§ TASK BRIEF
Which of the lines in the data mention the string "Some"? List them all.

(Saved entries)
>>
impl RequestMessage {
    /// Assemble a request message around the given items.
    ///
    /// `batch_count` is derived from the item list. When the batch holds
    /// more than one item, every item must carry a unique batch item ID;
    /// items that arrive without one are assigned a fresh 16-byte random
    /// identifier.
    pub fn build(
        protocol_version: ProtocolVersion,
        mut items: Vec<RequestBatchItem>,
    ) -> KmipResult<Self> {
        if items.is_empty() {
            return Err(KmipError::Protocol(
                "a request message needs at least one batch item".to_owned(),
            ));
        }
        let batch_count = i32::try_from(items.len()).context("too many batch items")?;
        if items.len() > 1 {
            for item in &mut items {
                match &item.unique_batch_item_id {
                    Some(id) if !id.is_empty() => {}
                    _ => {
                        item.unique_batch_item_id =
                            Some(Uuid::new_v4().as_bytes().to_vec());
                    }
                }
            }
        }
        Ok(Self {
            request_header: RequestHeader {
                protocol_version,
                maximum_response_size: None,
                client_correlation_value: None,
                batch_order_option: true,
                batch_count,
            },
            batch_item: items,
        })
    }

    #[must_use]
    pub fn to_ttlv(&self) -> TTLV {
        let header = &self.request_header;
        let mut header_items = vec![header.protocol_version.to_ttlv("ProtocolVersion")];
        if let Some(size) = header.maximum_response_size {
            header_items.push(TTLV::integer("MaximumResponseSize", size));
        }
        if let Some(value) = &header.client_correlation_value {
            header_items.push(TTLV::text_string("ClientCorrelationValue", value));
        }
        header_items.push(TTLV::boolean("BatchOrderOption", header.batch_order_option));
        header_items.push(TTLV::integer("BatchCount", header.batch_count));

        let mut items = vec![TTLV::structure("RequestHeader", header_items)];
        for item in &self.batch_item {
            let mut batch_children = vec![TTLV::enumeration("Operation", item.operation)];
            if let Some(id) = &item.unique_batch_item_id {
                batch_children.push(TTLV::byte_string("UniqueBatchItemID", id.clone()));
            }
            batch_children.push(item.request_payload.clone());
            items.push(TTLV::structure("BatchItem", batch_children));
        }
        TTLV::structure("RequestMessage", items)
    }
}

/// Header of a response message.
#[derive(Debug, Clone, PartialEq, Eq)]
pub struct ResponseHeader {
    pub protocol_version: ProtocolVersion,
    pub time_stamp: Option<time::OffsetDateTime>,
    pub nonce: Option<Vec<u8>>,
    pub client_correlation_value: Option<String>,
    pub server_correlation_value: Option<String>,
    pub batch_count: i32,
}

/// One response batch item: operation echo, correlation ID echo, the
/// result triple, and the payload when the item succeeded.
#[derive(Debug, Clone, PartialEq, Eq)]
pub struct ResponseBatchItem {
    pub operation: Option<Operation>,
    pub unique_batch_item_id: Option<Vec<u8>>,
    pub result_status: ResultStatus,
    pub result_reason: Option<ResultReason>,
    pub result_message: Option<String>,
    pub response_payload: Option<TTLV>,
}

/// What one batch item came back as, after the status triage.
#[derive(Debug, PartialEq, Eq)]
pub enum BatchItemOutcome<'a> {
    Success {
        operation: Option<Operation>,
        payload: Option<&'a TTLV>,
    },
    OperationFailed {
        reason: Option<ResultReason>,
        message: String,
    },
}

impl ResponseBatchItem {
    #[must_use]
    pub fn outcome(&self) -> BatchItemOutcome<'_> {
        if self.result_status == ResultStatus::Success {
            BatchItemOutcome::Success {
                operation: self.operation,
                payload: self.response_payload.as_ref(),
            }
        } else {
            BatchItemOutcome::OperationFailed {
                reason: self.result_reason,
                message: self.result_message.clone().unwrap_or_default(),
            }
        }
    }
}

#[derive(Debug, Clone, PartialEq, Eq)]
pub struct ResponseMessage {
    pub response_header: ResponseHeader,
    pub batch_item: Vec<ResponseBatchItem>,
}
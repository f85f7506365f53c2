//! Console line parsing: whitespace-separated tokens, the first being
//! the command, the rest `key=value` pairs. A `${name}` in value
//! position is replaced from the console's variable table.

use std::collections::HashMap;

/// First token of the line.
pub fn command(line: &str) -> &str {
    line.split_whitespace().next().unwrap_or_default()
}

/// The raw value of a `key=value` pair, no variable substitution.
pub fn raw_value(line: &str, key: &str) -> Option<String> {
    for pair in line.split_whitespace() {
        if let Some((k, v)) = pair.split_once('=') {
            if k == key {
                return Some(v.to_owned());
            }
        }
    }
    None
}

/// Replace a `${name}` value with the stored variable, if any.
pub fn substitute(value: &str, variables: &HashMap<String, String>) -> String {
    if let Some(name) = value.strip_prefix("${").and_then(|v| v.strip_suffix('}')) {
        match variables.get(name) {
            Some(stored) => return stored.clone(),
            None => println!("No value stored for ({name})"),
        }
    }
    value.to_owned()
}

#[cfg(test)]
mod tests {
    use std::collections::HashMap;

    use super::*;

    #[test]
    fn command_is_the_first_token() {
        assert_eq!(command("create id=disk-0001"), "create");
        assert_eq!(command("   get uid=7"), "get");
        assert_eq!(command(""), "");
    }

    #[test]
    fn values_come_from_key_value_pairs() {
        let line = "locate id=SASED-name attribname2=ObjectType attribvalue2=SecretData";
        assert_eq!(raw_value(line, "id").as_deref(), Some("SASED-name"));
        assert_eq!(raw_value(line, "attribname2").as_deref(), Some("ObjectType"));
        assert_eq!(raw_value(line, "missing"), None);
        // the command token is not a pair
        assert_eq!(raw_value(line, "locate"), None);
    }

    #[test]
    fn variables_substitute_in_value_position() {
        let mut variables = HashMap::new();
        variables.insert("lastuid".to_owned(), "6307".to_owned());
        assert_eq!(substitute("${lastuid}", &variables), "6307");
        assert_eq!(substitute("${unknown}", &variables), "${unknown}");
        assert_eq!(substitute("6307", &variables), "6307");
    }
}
<<
§ REPLY TO THE EXERCISE
                    Some(id) if !id.is_empty() => {}
                            Some(Uuid::new_v4().as_bytes().to_vec());
        if let Some(size) = header.maximum_response_size {
        if let Some(value) = &header.client_correlation_value {
            if let Some(id) = &item.unique_batch_item_id {
        if let Some((k, v)) = pair.split_once('=') {
                return Some(v.to_owned());
    if let Some(name) = value.strip_prefix("${").and_then(|v| v.strip_suffix('}')) {
            Some(stored) => return stored.clone(),
        assert_eq!(raw_value(line, "id").as_deref(), Some("SASED-name"));
        assert_eq!(raw_value(line, "attribname2").as_deref(), Some("ObjectType"));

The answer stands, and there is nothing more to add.